- What you need to do: Repeat the records below exactly as they appear.
___ Supplied records ___
//! Shared escape-sequence parsing for double-quoted strings and character
//! literals (§4.6).

use crate::token::CharWidth;
use crate::Lexer;

/// Outcome of parsing one `\…` escape sequence: the decoded character and the
/// character width it implies (plain ASCII/`\x`/octal/named stay narrow,
/// `\u` is wide, `\U` and named entities are dchar-width).
pub struct Escape {
    pub ch: char,
    pub width: CharWidth,
}

impl Escape {
    fn narrow(ch: char) -> Self {
        Escape {
            ch,
            width: CharWidth::Narrow,
        }
    }
}

impl<'a> Lexer<'a> {
    /// Parses one escape sequence; the caller has already consumed the `\`.
    pub fn parse_escape(&mut self) -> Escape {
        if self.cursor.is_at_end() {
            // EOF right after `\` yields a literal backslash and stops scanning.
            return Escape::narrow('\\');
        }

        let c = self.cursor.current_char();
        match c {
            '\'' | '"' | '?' | '\\' => {
                self.cursor.advance();
                Escape::narrow(c)
            },
            'a' => {
                self.cursor.advance();
                Escape::narrow(7u8 as char)
            },
            'b' => {
                self.cursor.advance();
                Escape::narrow(8u8 as char)
            },
            'f' => {
                self.cursor.advance();
                Escape::narrow(12u8 as char)
            },
            'n' => {
                self.cursor.advance();
                Escape::narrow('\n')
            },
            'r' => {
                self.cursor.advance();
                Escape::narrow('\r')
            },
            't' => {
                self.cursor.advance();
                Escape::narrow('\t')
            },
            'v' => {
                self.cursor.advance();
                Escape::narrow(11u8 as char)
            },
            'x' => {
                self.cursor.advance();
                self.parse_hex_escape(2, CharWidth::Narrow)
            },
            'u' => {
                self.cursor.advance();
                self.parse_hex_escape(4, CharWidth::Wide)
            },
            'U' => {
                self.cursor.advance();
                self.parse_hex_escape(8, CharWidth::Dchar)
            },
            '&' => {
                self.cursor.advance();
                self.parse_named_entity()
            },
            '0'..='7' => self.parse_octal_escape(),
            other => {
                self.report_error(format!("undefined escape sequence \\{}", other));
                Escape::narrow(other)
            },
        }
    }

    fn parse_hex_escape(&mut self, digits: usize, width: CharWidth) -> Escape {
        let mut value: u32 = 0;
        let mut count = 0;
        while count < digits {
            let h = self.cursor.current_char();
            match h.to_digit(16) {
                Some(d) => {
                    value = value * 16 + d;
                    self.cursor.advance();
                    count += 1;
                },
                None => break,
            }
        }
        if count != digits {
            self.report_error(format!(
                "escape hex sequence has {} hex digits instead of {}",
                count, digits
            ));
        }
        match char::from_u32(value) {
            Some(c) => Escape { ch: c, width },
            None => {
                self.report_error(format!("invalid UTF character \\U{:08x}", value));
                Escape::narrow('\u{FFFD}')
            },
        }
    }

    /// `\ooo` — 1 to 3 octal digits.
    fn parse_octal_escape(&mut self) -> Escape {
        let mut value: u32 = 0;
        let mut count = 0;
        while count < 3 {
            let c = self.cursor.current_char();
            match c.to_digit(8) {
                Some(d) => {
                    value = value * 8 + d;
                    self.cursor.advance();
                    count += 1;
                },
                None => break,
            }
        }
        if value > 0xFF {
            self.report_error(format!("octal escape \\{:o} is larger than \\377", value));
        }
        Escape::narrow((value & 0xFF) as u8 as char)
    }

    /// `\&name;` — named HTML entity.
    fn parse_named_entity(&mut self) -> Escape {
        let start = self.cursor.position();
        while self.cursor.current_char().is_ascii_alphanumeric() {
            self.cursor.advance();
        }
        let name = self.cursor.slice_from(start);

        if self.cursor.current_char() != ';' {
            self.report_error("expected ';' following named character entity".to_string());
            return Escape::narrow(' ');
        }
        self.cursor.advance();

        match crate::entities::lookup(name) {
            Some(cp) => match char::from_u32(cp) {
                Some(c) => Escape {
                    ch: c,
                    width: CharWidth::Dchar,
                },
                None => Escape::narrow(' '),
            },
            None => {
                self.report_error(format!("undefined named character entity &{};", name));
                Escape::narrow(' ')
            },
        }
    }
}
___
- Result of this exercise:
//! Shared escape-sequence parsing for double-quoted strings and character
//! literals (§4.6).

use crate::token::CharWidth;
use crate::Lexer;

/// Outcome of parsing one `\…` escape sequence: the decoded character and the
/// character width it implies (plain ASCII/`\x`/octal/named stay narrow,
/// `\u` is wide, `\U` and named entities are dchar-width).
pub struct Escape {
    pub ch: char,
    pub width: CharWidth,
}

impl Escape {
    fn narrow(ch: char) -> Self {
        Escape {
            ch,
            width: CharWidth::Narrow,
        }
    }
}

impl<'a> Lexer<'a> {
    /// Parses one escape sequence; the caller has already consumed the `\`.
    pub fn parse_escape(&mut self) -> Escape {
        if self.cursor.is_at_end() {
            // EOF right after `\` yields a literal backslash and stops scanning.
            return Escape::narrow('\\');
        }

        let c = self.cursor.current_char();
        match c {
            '\'' | '"' | '?' | '\\' => {
                self.cursor.advance();
                Escape::narrow(c)
            },
            'a' => {
                self.cursor.advance();
                Escape::narrow(7u8 as char)
            },
            'b' => {
                self.cursor.advance();
                Escape::narrow(8u8 as char)
            },
            'f' => {
                self.cursor.advance();
                Escape::narrow(12u8 as char)
            },
            'n' => {
                self.cursor.advance();
                Escape::narrow('\n')
            },
            'r' => {
                self.cursor.advance();
                Escape::narrow('\r')
            },
            't' => {
                self.cursor.advance();
                Escape::narrow('\t')
            },
            'v' => {
                self.cursor.advance();
                Escape::narrow(11u8 as char)
            },
            'x' => {
                self.cursor.advance();
                self.parse_hex_escape(2, CharWidth::Narrow)
            },
            'u' => {
                self.cursor.advance();
                self.parse_hex_escape(4, CharWidth::Wide)
            },
            'U' => {
                self.cursor.advance();
                self.parse_hex_escape(8, CharWidth::Dchar)
            },
            '&' => {
                self.cursor.advance();
                self.parse_named_entity()
            },
            '0'..='7' => self.parse_octal_escape(),
            other => {
                self.report_error(format!("undefined escape sequence \\{}", other));
                Escape::narrow(other)
            },
        }
    }

    fn parse_hex_escape(&mut self, digits: usize, width: CharWidth) -> Escape {
        let mut value: u32 = 0;
        let mut count = 0;
        while count < digits {
            let h = self.cursor.current_char();
            match h.to_digit(16) {
                Some(d) => {
                    value = value * 16 + d;
                    self.cursor.advance();
                    count += 1;
                },
                None => break,
            }
        }
        if count != digits {
            self.report_error(format!(
                "escape hex sequence has {} hex digits instead of {}",
                count, digits
            ));
        }
        match char::from_u32(value) {
            Some(c) => Escape { ch: c, width },
            None => {
                self.report_error(format!("invalid UTF character \\U{:08x}", value));
                Escape::narrow('\u{FFFD}')
            },
        }
    }

    /// `\ooo` — 1 to 3 octal digits.
    fn parse_octal_escape(&mut self) -> Escape {
        let mut value: u32 = 0;
        let mut count = 0;
        while count < 3 {
            let c = self.cursor.current_char();
            match c.to_digit(8) {
                Some(d) => {
                    value = value * 8 + d;
                    self.cursor.advance();
                    count += 1;
                },
                None => break,
            }
        }
        if value > 0xFF {
            self.report_error(format!("octal escape \\{:o} is larger than \\377", value));
        }
        Escape::narrow((value & 0xFF) as u8 as char)
    }

    /// `\&name;` — named HTML entity.
    fn parse_named_entity(&mut self) -> Escape {
        let start = self.cursor.position();
        while self.cursor.current_char().is_ascii_alphanumeric() {
            self.cursor.advance();
        }
        let name = self.cursor.slice_from(start);

        if self.cursor.current_char() != ';' {
            self.report_error("expected ';' following named character entity".to_string());
            return Escape::narrow(' ');
        }
        self.cursor.advance();

        match crate::entities::lookup(name) {
            Some(cp) => match char::from_u32(cp) {
                Some(c) => Escape {
                    ch: c,
                    width: CharWidth::Dchar,
                },
                None => Escape::narrow(' '),
            },
            None => {
                self.report_error(format!("undefined named character entity &{};", name));
                Escape::narrow(' ')
            },
        }
    }
}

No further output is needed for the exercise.